I was trying to derive it to see if it is a perfect parabola even for large r at fast rotational speeds/large y:
At any point r from the axis of rotation the acceleration of the liquid is equal to r times the square of the angular velocity. The pressure at any point r will be the integral of the fluid density times the acceleration with respect to r from r = 0 to r = r so y ~ r^2.
This should hold no matter the plate shape. To cut down on the mercury and weight, however, the plate itself should be an almost perfect parabola.
Maybe they could build one several hundred feet in diameter and eliminate the bearings by using the earth for rotation. The location would be limited -- only the N. or S. poles -- and the secondary mirrors would be in low earth orbit. They might be able to get away with a less reflective but cheaper more environmental friendly liquid than mercury with tens of thousands of square feet of surface area.

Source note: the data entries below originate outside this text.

// SPDX-License-Identifier: PMPL-1.0-or-later
// Copyright (c) 2026 Jonathan D.A. Jewell (hyperpolymath) <jonathan.jewell@open.ac.uk>
//
// Session store — explicit session objects keyed by ID, replacing ambient
// framework state. One workspace per session, never shared.

use std::collections::HashMap;
use std::path::PathBuf;
use std::sync::Arc;

use chrono::{DateTime, Duration, Utc};
use parking_lot::RwLock;
use tracing::{info, instrument, warn};

use blattwerk_core::SessionId;
use blattwerk_core::config::AppConfig;
use blattwerk_core::error::{BlattwerkError, Result};

use crate::workspace::Workspace;

/// One user session: an ID, its workspace, and when it was created.
#[derive(Debug, Clone)]
pub struct Session {
    pub id: SessionId,
    pub workspace: Workspace,
    pub created_at: DateTime<Utc>,
}

impl Session {
    /// Whether the session has outlived the configured maximum age.
    pub fn is_expired(&self, max_age: Duration) -> bool {
        Utc::now() - self.created_at > max_age
    }
}

/// Store of live sessions, keyed by ID.
///
/// Handlers receive a `Session` from here instead of reaching into any
/// global state; expiry is an explicit sweep, not a framework hook.
#[derive(Clone)]
pub struct SessionStore {
    inner: Arc<SessionStoreInner>,
}

struct SessionStoreInner {
    base_dir: PathBuf,
    max_age: Duration,
    max_upload_bytes: u64,
    sessions: RwLock<HashMap<SessionId, Session>>,
}

impl SessionStore {
    /// Create a store rooted at the configured base temp directory.
    pub fn new(config: &AppConfig) -> Result<Self> {
        std::fs::create_dir_all(&config.temp_dir)?;
        Ok(Self {
            inner: Arc::new(SessionStoreInner {
                base_dir: config.temp_dir.clone(),
                max_age: Duration::hours(config.max_file_age_hours as i64),
                max_upload_bytes: config.max_upload_bytes(),
                sessions: RwLock::new(HashMap::new()),
            }),
        })
    }

    /// The base directory under which all session workspaces live.
    pub fn base_dir(&self) -> &std::path::Path {
        &self.inner.base_dir
    }

    /// Create a fresh session with its own workspace directory.
    #[instrument(skip(self))]
    pub fn create(&self) -> Result<Session> {
        let id = SessionId::new();
        let workspace = Workspace::create(
            self.inner.base_dir.join(id.to_string()),
            self.inner.max_upload_bytes,
        )?;
        let session = Session {
            id,
            workspace,
            created_at: Utc::now(),
        };

        self.inner.sessions.write().insert(id, session.clone());
        info!(session_id = %id, dir = %session.workspace.dir().display(), "session created");
        Ok(session)
    }

    /// Look up a live session.
    ///
    /// An expired session is removed (workspace included) and reported as
    /// unknown — the caller starts a new one.
    pub fn get(&self, id: &SessionId) -> Result<Session> {
        let session = self
            .inner
            .sessions
            .read()
            .get(id)
            .cloned()
            .ok_or_else(|| BlattwerkError::Session(format!("unknown session {id}")))?;

        if session.is_expired(self.inner.max_age) {
            self.remove(id);
            return Err(BlattwerkError::Session(format!("session {id} expired")));
        }
        Ok(session)
    }

    /// Drop a session and delete its workspace directory.
    pub fn remove(&self, id: &SessionId) {
        if let Some(session) = self.inner.sessions.write().remove(id)
            && let Err(err) = std::fs::remove_dir_all(session.workspace.dir())
        {
            warn!(session_id = %id, %err, "could not remove session workspace");
        }
    }

    /// Remove every expired session. Returns how many were dropped.
    #[instrument(skip(self))]
    pub fn sweep_expired(&self) -> usize {
        let expired: Vec<SessionId> = self
            .inner
            .sessions
            .read()
            .values()
            .filter(|s| s.is_expired(self.inner.max_age))
            .map(|s| s.id)
            .collect();

        for id in &expired {
            self.remove(id);
        }
        if !expired.is_empty() {
            info!(count = expired.len(), "expired sessions removed");
        }
        expired.len()
    }

    /// Number of live sessions.
    pub fn len(&self) -> usize {
        self.inner.sessions.read().len()
    }

    pub fn is_empty(&self) -> bool {
        self.inner.sessions.read().is_empty()
    }
}

#[cfg(test)]
mod tests {
    use super::*;

    fn store_in(dir: &std::path::Path) -> SessionStore {
        let config = AppConfig {
            temp_dir: dir.to_path_buf(),
            ..AppConfig::default()
        };
        SessionStore::new(&config).expect("store")
    }

    #[test]
    fn create_makes_unique_workspaces() {
        let tmp = tempfile::tempdir().expect("tempdir");
        let store = store_in(tmp.path());

        let a = store.create().expect("a");
        let b = store.create().expect("b");
        assert_ne!(a.id, b.id);
        assert_ne!(a.workspace.dir(), b.workspace.dir());
        assert!(a.workspace.dir().is_dir());
        assert!(b.workspace.dir().is_dir());
    }

    #[test]
    fn get_returns_created_session() {
        let tmp = tempfile::tempdir().expect("tempdir");
        let store = store_in(tmp.path());

        let created = store.create().expect("create");
        let fetched = store.get(&created.id).expect("get");
        assert_eq!(fetched.id, created.id);
    }

    #[test]
    fn unknown_session_is_an_error() {
        let tmp = tempfile::tempdir().expect("tempdir");
        let store = store_in(tmp.path());
        assert!(store.get(&SessionId::new()).is_err());
    }

    #[test]
    fn remove_deletes_the_workspace() {
        let tmp = tempfile::tempdir().expect("tempdir");
        let store = store_in(tmp.path());

        let session = store.create().expect("create");
        let dir = session.workspace.dir().to_path_buf();
        store.remove(&session.id);
        assert!(!dir.exists());
        assert!(store.is_empty());
    }

    #[test]
    fn expired_sessions_are_swept() {
        let tmp = tempfile::tempdir().expect("tempdir");
        let config = AppConfig {
            temp_dir: tmp.path().to_path_buf(),
            max_file_age_hours: 0,
            ..AppConfig::default()
        };
        let store = SessionStore::new(&config).expect("store");

        let session = store.create().expect("create");
        // max age zero: the session is already expired.
        assert!(store.get(&session.id).is_err());
        store.create().expect("another");
        assert_eq!(store.sweep_expired(), 1);
    }
}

Right now they seem to prefer to use two or more primary mirrors to collect more light. I'm not even sure why they need to locate them on the same mountain top. It's not like a few hundred or few thousand miles will make any difference with astronomical distances.
Astronomers do some much computer enhancing it seems like they could just saw a solid mirror up into pieces and reassemble it after they haul the pieces up the mountain. Even if they did a sloppy job they could just point it at something they knew very well like the moon, then adjust it with software.
I don't see why all this money is being spent on telescopes in the cheap info age. They need a curved shiny surface but that's all they need.
Bret Cahill